У Киры мурашки побежали по спине.

«Человечек»! Так папа называл только ее: «Хороший ты мой человечек!» или: «Ты у меня надежный человечек!» Она выпустила из рук чашку, которую вытирала, и чашка разбилась в мелкие дребезги. Она уронила ее нарочно, теперь можно было и поплакать. Она шумно задышала, и папа принялся стыдить ее:

— Кирёнок, да ты что? Плакать из-за чашки? Фу, позор какой!

— Сервизная… — всхлипывая, ответила Кира.

Чашки ей было совсем не жаль, и то, что папа не понял этого, показалось очень обидным.

— Тем более! Если бы еще последняя, а то вон их сколько у нас…

Он сам собрал черепки и выкинул в ведро на лестнице. О гостье больше не говорили (может быть, папа все-таки что-то понял?).

Месяца через два праздновали папин день рождения. Ему исполнялось сорок лет, и Кире казалось, что об этом даже стыдно вспоминать вслух: такая старость! Но, к ее изумлению, гости все время говорили: «Вот и стукнуло тебе наконец сорок, Сергей Митрофанович!», как будто это очень радостно.

То ли от запаха сдобного теста и ванили, стоявшего в кухне, где с утра возилась тетя Маня, то ли от целой груды смешных и забавных подарков, которые Кира не успела еще толком рассмотреть, то ли, наконец, от оживленного говора гостей, но Кире стало весело и свободно, Она даже подумала, что, может быть, для взрослых сорок лет вроде как для девчонок и мальчишек шестнадцать, когда они получают паспорт. Или как для дошколят то первое сентября, когда они — очень важные, с цветами в руках — переступают порог школы. Впрочем, папа вовсе не выглядел важным. Наоборот, он казался помолодевшим, озорным и все бегал в переднюю открывать дверь.

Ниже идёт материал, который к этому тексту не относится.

//! Per-axis step execution.
//!
//! Each step walks the phases AwaitInit → Moving → Holding → Done. A phase
//! whose inputs are absent is skipped: no init triggers skips AwaitInit, no
//! breaking triggers skips Moving (the axis does not move at all), no hold
//! threshold skips Holding.
//!
//! Every loop iteration checks the run token first, so a stop is honoured
//! within one pulse or one hold correction.

use crate::context::MotionContext;
use crate::events::{MotionEvent, TriggerPhase};
use crate::hold::{HoldOutcome, hold_force};
use crate::state::RunToken;
use crate::trigger::TriggerGroup;
use gecko_common::prelude::*;
use std::thread;
use std::time::Instant;
use tracing::debug;

/// Phase of a step.
#[derive(Debug, Clone, Copy, PartialEq, Eq)]
pub enum StepPhase {
    /// Waiting for movement initiation triggers.
    AwaitInit,
    /// Pulsing until breaking triggers fire.
    Moving,
    /// Holding force until hold triggers fire.
    Holding,
    /// Step finished.
    Done,
}

impl StepPhase {
    /// First phase `step` actually runs.
    pub fn entry(step: &Step) -> Self {
        StepPhase::AwaitInit.resolve(step)
    }

    /// Phase following `self` once its condition is met.
    pub fn next(self, step: &Step) -> Self {
        let following = match self {
            StepPhase::AwaitInit => StepPhase::Moving,
            StepPhase::Moving => StepPhase::Holding,
            StepPhase::Holding | StepPhase::Done => StepPhase::Done,
        };
        following.resolve(step)
    }

    fn applies(self, step: &Step) -> bool {
        match self {
            StepPhase::AwaitInit => !step.move_init_triggers.is_empty(),
            StepPhase::Moving => !step.triggers.is_empty(),
            StepPhase::Holding => step.hold_threshold.is_some(),
            StepPhase::Done => true,
        }
    }

    fn resolve(self, step: &Step) -> Self {
        let mut phase = self;
        while !phase.applies(step) {
            phase = match phase {
                StepPhase::AwaitInit => StepPhase::Moving,
                StepPhase::Moving => StepPhase::Holding,
                StepPhase::Holding | StepPhase::Done => StepPhase::Done,
            };
        }
        phase
    }
}

/// How an axis program ended.
#[derive(Debug, Clone, Copy, PartialEq, Eq)]
pub enum AxisOutcome {
    /// Every step reached Done.
    Completed,
    /// The run flag was lost.
    Cancelled,
}

/// One step in progress.
pub struct StepExecution<'a> {
    step: &'a Step,
    phase: StepPhase,
    phase_started: Instant,
    steps_taken: u64,
    hold_announced: bool,
    init: TriggerGroup<'a>,
    breaks: TriggerGroup<'a>,
    hold: TriggerGroup<'a>,
}

impl<'a> StepExecution<'a> {
    /// Fresh execution with new trigger latches.
    pub fn new(step: &'a Step) -> Self {
        Self {
            step,
            phase: StepPhase::entry(step),
            phase_started: Instant::now(),
            steps_taken: 0,
            hold_announced: false,
            init: TriggerGroup::new(&step.move_init_triggers, step.fire_all_init_triggers),
            breaks: TriggerGroup::new(&step.triggers, step.fire_all_triggers),
            hold: TriggerGroup::new(&step.hold_triggers, step.fire_all_hold_triggers),
        }
    }

    /// Current phase.
    pub fn phase(&self) -> StepPhase {
        self.phase
    }

    /// Pulses issued in the moving phase.
    pub fn steps_taken(&self) -> u64 {
        self.steps_taken
    }

    fn enter(&mut self, phase: StepPhase) {
        self.phase = phase;
        self.phase_started = Instant::now();
    }

    fn announce(&self, ctx: &MotionContext, phase: TriggerPhase, group: &TriggerGroup<'_>, fired: &[usize]) {
        for &i in fired {
            if let Some(trigger) = group.trigger(i) {
                ctx.events.publish(MotionEvent::TriggerFired {
                    axis: self.step.axis,
                    phase,
                    trigger: trigger.clone(),
                });
            }
        }
    }

    /// Run one iteration of the current phase and return the phase after it.
    pub fn advance(&mut self, ctx: &MotionContext, token: &RunToken) -> Result<StepPhase, TestbedError> {
        let axis = self.step.axis;
        let limit = ctx.max_force_limit;
        let inputs = ctx.inputs(self.phase_started.elapsed(), self.steps_taken);

        match self.phase {
            StepPhase::AwaitInit => {
                let outcome = self.init.evaluate(&inputs, limit);
                self.announce(ctx, TriggerPhase::MovementStart, &self.init, &outcome.newly_fired);
                if outcome.satisfied {
                    self.enter(self.phase.next(self.step));
                } else {
                    thread::sleep(ctx.motion.trigger_poll());
                }
            }
            StepPhase::Moving => {
                let outcome = self.breaks.evaluate(&inputs, limit);
                self.announce(ctx, TriggerPhase::MovementBreak, &self.breaks, &outcome.newly_fired);
                if outcome.satisfied {
                    debug!("Axis {} broke after {} pulses", axis, self.steps_taken);
                    ctx.events.publish(MotionEvent::MovementBroken { axis });
                    self.enter(self.phase.next(self.step));
                } else if ctx
                    .actuator
                    .pulse(axis, self.step.direction, self.step.pulse_width, token)?
                    .is_some()
                {
                    self.steps_taken += 1;
                }
            }
            StepPhase::Holding => {
                let target = self.step.hold_threshold.unwrap_or_default();
                if !self.hold_announced {
                    self.hold_announced = true;
                    ctx.events.publish(MotionEvent::HoldStarted { axis, target });
                }
                let outcome = self.hold.evaluate(&inputs, limit);
                self.announce(ctx, TriggerPhase::HoldBreak, &self.hold, &outcome.newly_fired);
                if outcome.satisfied {
                    ctx.events.publish(MotionEvent::HoldCompleted { axis, target });
                    self.enter(self.phase.next(self.step));
                } else if hold_force(ctx, axis, target, token)? == HoldOutcome::OnTarget {
                    thread::sleep(ctx.motion.trigger_poll());
                }
            }
            StepPhase::Done => {}
        }
        Ok(self.phase)
    }
}

/// Execute an axis program step by step.
///
/// Returns `Cancelled` as soon as the run flag is lost. Transport errors
/// are returned to the caller, which halts the run.
pub fn run_program(
    ctx: &MotionContext,
    axis: Axis,
    program: &AxisProgram,
    token: &RunToken,
) -> Result<AxisOutcome, TestbedError> {
    for (index, step) in program.steps.iter().enumerate() {
        if !token.is_live() {
            return Ok(AxisOutcome::Cancelled);
        }
        ctx.events.publish(MotionEvent::StepStarted { axis, index });
        let mut execution = StepExecution::new(step);
        while execution.phase() != StepPhase::Done {
            if !token.is_live() {
                return Ok(AxisOutcome::Cancelled);
            }
            execution.advance(ctx, token)?;
        }
        ctx.events.publish(MotionEvent::StepCompleted { axis, index });
    }
    Ok(AxisOutcome::Completed)
}
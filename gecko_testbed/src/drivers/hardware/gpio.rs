//! Raspberry Pi GPIO outputs.

use crate::transport::{Level, OutputPin};
use gecko_common::prelude::*;
use rppal::gpio::Gpio;

/// One BCM-numbered output.
pub struct GpioPin {
    pin: rppal::gpio::OutputPin,
}

impl GpioPin {
    /// Claim `bcm` as an output, initially low.
    pub fn open(gpio: &Gpio, bcm: u8) -> Result<Self, TestbedError> {
        let pin = gpio
            .get(bcm)
            .map_err(|e| TestbedError::ActuatorTransport(format!("BCM {bcm}: {e}")))?
            .into_output_low();
        Ok(Self { pin })
    }
}

impl OutputPin for GpioPin {
    fn set(&mut self, level: Level) -> Result<(), TestbedError> {
        match level {
            Level::High => self.pin.set_high(),
            Level::Low => self.pin.set_low(),
        }
        Ok(())
    }
}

Гостей было много, некоторых Кира даже не знала. Она совсем сбилась с ног, изображая гостеприимную и опытную хозяйку. В папиной комнате был накрыт стол к ужину, на столе теснились закуски и вина, но кто-то еще не пришел, и в ожидании гости слушали рассказы одного старого папиного приятеля, кинооператора, только что вернувшегося из поездки по Вьетнаму. Он рассказывал очень хорошо, и Кира так заслушалась, словно ей уже позволили заглянуть в будущий документальный фильм. В этом фильме были и высоченные кокосовые пальмы, и пальмы низкорослые — банановые, и штабелями сахарный тростник, и прозрачные домашние ящерицы, которые поедают комаров и москитов, и всевозможные плетеные изделия (кинооператор как раз и подарил сегодня папе добрый десяток многоцветных корзин и корзиночек разной формы и разного плетения), и тропические шлемы из банановых листьев, и бананы, которые во Вьетнаме все равно что в Москве хлеб — их все едят и почти не замечают, и бесконечные переправы на паромах через ручейки, речонки и реки, и парусные лодки, в которых годами, иногда от рождения до смерти, живут целые семьи. У Киры разыгралась фантазия: вот бы жить в такой лодке, среди буйной вьетнамской природы, носить похожую на перевернутую глубокую тарелку с острым донышком соломенную шляпу и спать на плетеных циновках под москитным пологом… Она бы учила вьетнамских ребятишек русскому языку и сама бы училась у них ловить рыбу…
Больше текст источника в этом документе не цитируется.